# Brichardis won't breed...



## ShiroYuki (Jan 29, 2013)

Hello

My name is Herman, I just joined this forum today to learn more about specific breeds of cichlids. First off I have a problem with getting my brichardi cichlids to breed. I've had them for a year and a half now...

My setup:
-40 gallon tank
-waterchanges weekly with gravelvac
-ph lvl of between 7.5-8.2
-aquascape is filled with white aquarium sand 2mm granule size and lots of coral rocks which form a network of caves/crevaces
-filtration is with a airpump coupled to a reactive charcoal filter, and a electrical underwater pump

Inhabitants:
- a male and female brichardi(they may need couples counceling) :/
-the male is 4inches from mouth to tip of tail fin
-the female is 3inches from mouth to tip of tail fin

Feeding program:
- I feed them cichlid bits in the mornings and bloodworms or brineshrimp in the evenings

In detail explanation of the problem:
They seem to flirt and nip eachother playfully all the time, the build their nests(move sand out off the nest) but when the female starts laying eggs the male eats them...I've tried to divorce this couple and get them to pair with other brichardis but my efforts were futile...

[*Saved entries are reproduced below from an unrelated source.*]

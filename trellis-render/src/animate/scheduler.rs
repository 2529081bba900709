use super::timer::{TimerId, TimerQueue};
use std::cell::RefCell;
use std::collections::HashMap;
use std::rc::Rc;
use std::time::{Duration, Instant};

/// Shared scheduler handle; animations and the host loop hold clones.
pub type SharedScheduler = Rc<AnimationScheduler>;

type Completion = Box<dyn FnOnce()>;

/// Longest delay a completion can be scheduled for.
const MAX_DELAY: Duration = Duration::from_secs(60 * 60 * 24 * 365);

#[derive(Default)]
struct SchedulerState {
    timers: TimerQueue,
    pending: HashMap<TimerId, Completion>,
    next_id: u64,
}

/// Runs deferred animation completions when the host advances time.
///
/// No internal borrow is held while a completion runs, so completions may
/// schedule further work.
#[derive(Default)]
pub struct AnimationScheduler {
    state: RefCell<SchedulerState>,
}

impl AnimationScheduler {
    pub fn new() -> Self {
        Self::default()
    }

    pub fn shared() -> SharedScheduler {
        Rc::new(Self::new())
    }

    /// Schedule `completion` to run once `delay` has elapsed from now.
    /// Delays longer than a year are clamped to one.
    pub fn schedule(&self, delay: Duration, completion: impl FnOnce() + 'static) -> TimerId {
        let now = Instant::now();
        let wake_time = now.checked_add(delay.min(MAX_DELAY)).unwrap_or(now);
        self.schedule_at(wake_time, completion)
    }

    pub fn schedule_at(&self, wake_time: Instant, completion: impl FnOnce() + 'static) -> TimerId {
        let mut state = self.state.borrow_mut();
        let id = TimerId(state.next_id);
        state.next_id += 1;
        state.timers.schedule(id, wake_time);
        state.pending.insert(id, Box::new(completion));
        id
    }

    /// Run every completion due at `now`. Returns how many ran.
    pub fn tick(&self, now: Instant) -> usize {
        let ready = {
            let mut state = self.state.borrow_mut();
            let ids = state.timers.pop_ready(now);
            take_completions(&mut state, ids)
        };
        run(ready)
    }

    /// Run every pending completion, including ones scheduled while finishing.
    pub fn finish_all(&self) -> usize {
        let mut total = 0;
        loop {
            let ready = {
                let mut state = self.state.borrow_mut();
                let ids = state.timers.drain();
                take_completions(&mut state, ids)
            };
            if ready.is_empty() {
                return total;
            }
            total += run(ready);
        }
    }

    pub fn next_wake_time(&self) -> Option<Instant> {
        self.state.borrow().timers.peek_wake_time()
    }

    pub fn pending_count(&self) -> usize {
        self.state.borrow().pending.len()
    }

    pub fn has_pending(&self) -> bool {
        self.pending_count() > 0
    }
}

fn take_completions(state: &mut SchedulerState, ids: Vec<TimerId>) -> Vec<Completion> {
    ids.into_iter()
        .filter_map(|id| state.pending.remove(&id))
        .collect()
}

fn run(completions: Vec<Completion>) -> usize {
    let count = completions.len();
    for completion in completions {
        completion();
    }
    if count > 0 {
        tracing::trace!(count, "animation completions ran");
    }
    count
}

Any help would be appreciated 

If I learn how to upload pics I will soon enough

Thnx in advance
Herman


----------



## Fogelhund (Dec 3, 2002)

I read elsewhere that your tank doesn't get above 75F. Is this true? What is the temperature normally?


----------



## Frazee86 (Aug 1, 2010)

Does your Ph fluctuate between 7.5-8.2? Or is that the best guess of what it is? If its always changing between that range wouldn't think it would be to good for the fishies


----------



## ShiroYuki (Jan 29, 2013)

Hello guys, thanx for replying...seems you guys are too hardcore about fish to greet first?

Yes it never goes above 75, I've read somewhere that 72 is optimum for breeding? Is this correct or do I have to make adjustments?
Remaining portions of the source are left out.